Reply To: What are the similarities between the Law of Attraction and Buddha Dhamma?

#27000
Lal
Keymaster

Sorry, I did not see your comment earlier, yann.
(P.S. Most times, a comment does not “show up” on the main forum page. I have to periodically reset it at my end for a new comment to show up in some cases. This is part of the “software bug.”)

The first part of your comment explains the general idea that I was trying to explain to upekkha.

If one has a “weak or defeatist mindset” that mind attracts more bad events.
– One way to cultivate a weak mindset is to constantly think about one’s misery and spend time thinking about how “unlucky” one is.
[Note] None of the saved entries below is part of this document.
//! SQL identifier validation
//!
//! Table names come from configuration and end up spliced into SQL text, so
//! they are checked once against a strict grammar and a reserved-word list.
//! Values are never spliced; they are always bound parameters.

use std::fmt;
use std::sync::OnceLock;

use regex::Regex;

use crate::config::{ConfigError, ConfigResult};

/// Words SQLite treats specially that are never accepted as table names.
const RESERVED: &[&str] = &[
    "abort", "action", "add", "after", "all", "alter", "analyze", "and", "as", "asc",
    "attach", "autoincrement", "before", "begin", "between", "by", "cascade", "case",
    "cast", "check", "collate", "column", "commit", "conflict", "constraint", "create",
    "cross", "current_date", "current_time", "current_timestamp", "database", "default",
    "deferrable", "deferred", "delete", "desc", "detach", "distinct", "drop", "each",
    "else", "end", "escape", "except", "exclusive", "exists", "explain", "fail", "for",
    "foreign", "from", "full", "glob", "group", "having", "if", "ignore", "immediate",
    "in", "index", "indexed", "initially", "inner", "insert", "instead", "intersect",
    "into", "is", "isnull", "join", "key", "left", "like", "limit", "match", "natural",
    "no", "not", "notnull", "null", "of", "offset", "on", "or", "order", "outer", "plan",
    "pragma", "primary", "query", "raise", "recursive", "references", "regexp", "reindex",
    "release", "rename", "replace", "restrict", "right", "rollback", "row", "savepoint",
    "select", "set", "table", "temp", "temporary", "then", "to", "transaction", "trigger",
    "union", "unique", "update", "using", "vacuum", "values", "view", "virtual", "when",
    "where", "with", "without",
];

fn grammar() -> &'static Regex {
    static RE: OnceLock<Regex> = OnceLock::new();
    RE.get_or_init(|| Regex::new(r"^[A-Za-z_][A-Za-z0-9_]{0,62}$").expect("valid identifier regex"))
}

/// Check that `name` is safe to splice into SQL as an identifier
pub fn validate_identifier(name: &str) -> ConfigResult<()> {
    if !grammar().is_match(name) {
        return Err(ConfigError::InvalidIdentifier {
            name: name.to_string(),
            reason: "must match [A-Za-z_][A-Za-z0-9_]{0,62}".to_string(),
        });
    }
    let lower = name.to_ascii_lowercase();
    if lower.starts_with("sqlite_") || RESERVED.contains(&lower.as_str()) {
        return Err(ConfigError::InvalidIdentifier {
            name: name.to_string(),
            reason: "reserved by SQLite".to_string(),
        });
    }
    Ok(())
}

/// An identifier that has passed [`validate_identifier`]
#[derive(Debug, Clone, PartialEq, Eq, Hash)]
pub struct SqlIdentifier(String);

impl SqlIdentifier {
    /// Validate and wrap an identifier
    pub fn parse(name: &str) -> ConfigResult<Self> {
        validate_identifier(name)?;
        Ok(Self(name.to_string()))
    }

    /// The raw identifier
    pub fn as_str(&self) -> &str {
        &self.0
    }
}

impl fmt::Display for SqlIdentifier {
    fn fmt(&self, f: &mut fmt::Formatter<'_>) -> fmt::Result {
        f.write_str(&self.0)
    }
}

#[cfg(test)]
mod tests {
    use super::*;

    #[test]
    fn accepts_plain_names() {
        for name in ["documents", "triples", "_private", "Docs_v2", "a"] {
            assert!(validate_identifier(name).is_ok(), "{name} should be valid");
        }
    }

    #[test]
    fn rejects_injection_attempts() {
        for name in [
            "docs; DROP TABLE x",
            "docs--",
            "\"quoted\"",
            "1docs",
            "",
            "docs name",
            "ünïcode",
        ] {
            assert!(validate_identifier(name).is_err(), "{name} should be rejected");
        }
    }

    #[test]
    fn rejects_reserved_words_case_insensitively() {
        assert!(validate_identifier("select").is_err());
        assert!(validate_identifier("TABLE").is_err());
        assert!(validate_identifier("sqlite_master").is_err());
    }

    #[test]
    fn rejects_overlong_names() {
        let name = "a".repeat(64);
        assert!(validate_identifier(&name).is_err());
        assert!(validate_identifier(&name[..63]).is_ok());
    }

    #[test]
    fn sql_identifier_displays_raw_name() {
        let ident = SqlIdentifier::parse("documents").unwrap();
        assert_eq!(ident.to_string(), "documents");
        assert_eq!(ident.as_str(), "documents");
    }
}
Those are “bad vaci sankhara” in the terminology of Buddha Dhamma.
– Bad vaci sankhara lead to bad vinnana. In simple English, such self-pitying thoughts” leads to a “bad/weak” mindset.
– With that bad mindset, one takes bad decisions. Furthermore, such bad mindsets attract more bad events too.
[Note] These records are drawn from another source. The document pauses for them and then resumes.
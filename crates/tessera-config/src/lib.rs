//! # Tessera Configuration
//!
//! Type-safe configuration for the tessera retrieval backend. Every section
//! has sensible defaults and `#[serde(default)]`, so a partial TOML file (or
//! none at all) yields a working configuration.
//!
//! ```rust
//! use tessera_config::TesseraConfig;
//!
//! let config = TesseraConfig::from_toml_str(
//!     r#"
//!     [ingestion]
//!     batch_size = 32
//!     "#,
//! )
//! .unwrap();
//! assert_eq!(config.ingestion.batch_size, 32);
//! assert_eq!(config.retrieval.vector_weight, 0.6);
//! ```

#![warn(missing_docs)]

pub mod components;
mod config;
mod identifier;

pub use components::*;
pub use config::{ConfigError, ConfigResult, TesseraConfig};
pub use identifier::{validate_identifier, SqlIdentifier};
//! Deterministic collaborators for tests and demos
//!
//! Everything here is also reachable through its home module; this is just a
//! single import point for test code.

pub use crate::clock::ManualClock;
pub use crate::embedding::mock::MockEmbeddingProvider;
pub use crate::tokenizer::FnTokenizer;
Another factor that comes in to play is whether or not one is living a moral life. If one is living a moral life, the tendency to have “self-pity” is reduced.
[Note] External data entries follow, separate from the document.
//! SQLite connection management
//!
//! Uses a simple Arc<Mutex<Connection>> instead of a pool crate. Every
//! connection gets the engine's pragmas, the `cosine_similarity` scalar
//! function and the schema for the configured tables.

use crate::error::{SqliteError, SqliteResult};
use crate::schema::{self, TableNames};
use parking_lot::Mutex;
use rusqlite::functions::{Context, FunctionFlags};
use rusqlite::types::ValueRef;
use rusqlite::Connection;
use std::sync::Arc;
use tessera_config::StorageConfig;
use tessera_core::similarity::{cosine_similarity, decode_vector};
use tracing::{debug, info};

/// Thread-safe SQLite connection wrapper
///
/// For SQLite in WAL mode, we can have multiple readers but only one writer.
/// This simple wrapper uses a mutex for thread safety.
#[derive(Clone)]
pub struct SqlitePool {
    conn: Arc<Mutex<Connection>>,
    config: StorageConfig,
    tables: TableNames,
}

impl SqlitePool {
    /// Open (or create) the database described by `config`
    pub fn new(config: StorageConfig) -> SqliteResult<Self> {
        let tables = TableNames::from_config(&config)?;
        info!(path = ?config.path, documents = %tables.documents, triples = %tables.triples, "Creating SQLite connection");

        let conn = if config.is_memory() {
            Connection::open_in_memory()?
        } else {
            // Ensure parent directory exists
            if let Some(parent) = config.path.parent().filter(|p| !p.as_os_str().is_empty()) {
                std::fs::create_dir_all(parent).map_err(|e| {
                    SqliteError::Connection(format!("Failed to create directory: {e}"))
                })?;
            }
            Connection::open(&config.path)?
        };

        let pool = Self {
            conn: Arc::new(Mutex::new(conn)),
            config,
            tables,
        };
        pool.initialize()?;

        Ok(pool)
    }

    /// Create an in-memory pool for testing
    pub fn memory() -> SqliteResult<Self> {
        Self::new(StorageConfig::memory())
    }

    /// Open on a blocking thread
    pub async fn open(config: StorageConfig) -> SqliteResult<Self> {
        tokio::task::spawn_blocking(move || Self::new(config))
            .await
            .map_err(|e| SqliteError::Task(e.to_string()))?
    }

    /// Validated table names
    pub fn tables(&self) -> &TableNames {
        &self.tables
    }

    /// Configuration this pool was opened with
    pub fn config(&self) -> &StorageConfig {
        &self.config
    }

    /// Execute a closure with the connection
    pub fn with_connection<F, T>(&self, f: F) -> SqliteResult<T>
    where
        F: FnOnce(&Connection) -> SqliteResult<T>,
    {
        let conn = self.conn.lock();
        f(&conn)
    }

    /// Execute a closure with mutable access to the connection
    pub fn with_connection_mut<F, T>(&self, f: F) -> SqliteResult<T>
    where
        F: FnOnce(&mut Connection) -> SqliteResult<T>,
    {
        let mut conn = self.conn.lock();
        f(&mut conn)
    }

    /// Run `f` against the connection on tokio's blocking pool
    pub async fn interact<F, T>(&self, f: F) -> SqliteResult<T>
    where
        F: FnOnce(&mut Connection, &TableNames) -> SqliteResult<T> + Send + 'static,
        T: Send + 'static,
    {
        let pool = self.clone();
        tokio::task::spawn_blocking(move || {
            let tables = pool.tables.clone();
            pool.with_connection_mut(|conn| f(conn, &tables))
        })
        .await
        .map_err(|e| SqliteError::Task(e.to_string()))?
    }

    /// Initialize the database (configure pragmas, functions and schema)
    fn initialize(&self) -> SqliteResult<()> {
        self.with_connection(|conn| {
            self.configure_pragmas(conn)?;
            register_functions(conn)?;
            schema::apply_migrations(conn, &self.tables)?;

            info!("SQLite database initialized successfully");
            Ok(())
        })
    }

    /// Configure SQLite PRAGMA settings
    fn configure_pragmas(&self, conn: &Connection) -> SqliteResult<()> {
        debug!("Configuring SQLite pragmas");

        // WAL does not apply to in-memory databases
        if self.config.wal_mode && !self.config.is_memory() {
            conn.execute_batch("PRAGMA journal_mode = WAL;")?;
            conn.execute_batch("PRAGMA synchronous = NORMAL;")?;
        }

        if self.config.foreign_keys {
            conn.execute_batch("PRAGMA foreign_keys = ON;")?;
        }

        conn.busy_timeout(std::time::Duration::from_millis(u64::from(
            self.config.busy_timeout_ms,
        )))?;

        conn.execute_batch(&format!("PRAGMA cache_size = {};", self.config.cache_size))?;

        if self.config.mmap_size > 0 {
            conn.execute_batch(&format!("PRAGMA mmap_size = {};", self.config.mmap_size))?;
        }

        conn.execute_batch("PRAGMA temp_store = MEMORY;")?;

        Ok(())
    }
}

impl std::fmt::Debug for SqlitePool {
    fn fmt(&self, f: &mut std::fmt::Formatter<'_>) -> std::fmt::Result {
        f.debug_struct("SqlitePool")
            .field("path", &self.config.path)
            .field("tables", &self.tables)
            .finish_non_exhaustive()
    }
}

/// Register `cosine_similarity(blob, blob) -> real`
///
/// NULL in, NULL out. Blobs must hold little-endian f32s; vectors of
/// different lengths score 0.
pub fn register_functions(conn: &Connection) -> SqliteResult<()> {
    conn.create_scalar_function(
        "cosine_similarity",
        2,
        FunctionFlags::SQLITE_UTF8 | FunctionFlags::SQLITE_DETERMINISTIC,
        |ctx| {
            let (Some(a), Some(b)) = (vector_arg(ctx, 0)?, vector_arg(ctx, 1)?) else {
                return Ok(None);
            };
            Ok(Some(cosine_similarity(&a, &b)))
        },
    )?;
    Ok(())
}

fn vector_arg(ctx: &Context<'_>, idx: usize) -> rusqlite::Result<Option<Vec<f32>>> {
    match ctx.get_raw(idx) {
        ValueRef::Null => Ok(None),
        ValueRef::Blob(bytes) => decode_vector(bytes).map(Some).ok_or_else(|| {
            rusqlite::Error::UserFunctionError("vector blob length is not a multiple of 4".into())
        }),
        _ => Err(rusqlite::Error::UserFunctionError(
            "cosine_similarity expects BLOB arguments".into(),
        )),
    }
}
When one lives a moral life and has a positive outlook on life, things start going his/her way.
– Here, one is making conditions for any “good kamma” done in this or previous lives to bring their results.
– Just as a bad mindset would make conditions to bring in “bad kamma vipaka”, a “good mindset’ makes conditions to bring good vipaka.

You may want to read that post which I suggested to upekkha. It explains this in more detail.

At the end, you wrote, “What really “attracts” positive or negative circumstances is the way you feel, your energy so to speak.”
– What I explained above is how you got that energy. You overcame your “weak mindset” by cultivating a positive outlook.